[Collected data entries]
· · ·

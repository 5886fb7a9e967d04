//! Request and Response models for the service API
//!
//! This module defines the DTOs (Data Transfer Objects) used for
//! serializing/deserializing HTTP request and response bodies.

pub mod requests;
pub mod responses;

// Re-export commonly used types
pub use requests::PushParams;
pub use responses::{
    ClearResponse, DeleteResponse, ErrorResponse, HealthResponse, KeysResponse, PushResponse,
    ReadResponse, StatsResponse, UpdateResponse,
};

· · ·

Aim of the task: Exactly as they appear above, return all of the records.

Answer space:
repository 5886fb7a9e967d04
//! Request and Response models for the service API
//!
//! This module defines the DTOs (Data Transfer Objects) used for
//! serializing/deserializing HTTP request and response bodies.

pub mod requests;
pub mod responses;

// Re-export commonly used types
pub use requests::PushParams;
pub use responses::{
    ClearResponse, DeleteResponse, ErrorResponse, HealthResponse, KeysResponse, PushResponse,
    ReadResponse, StatsResponse, UpdateResponse,
};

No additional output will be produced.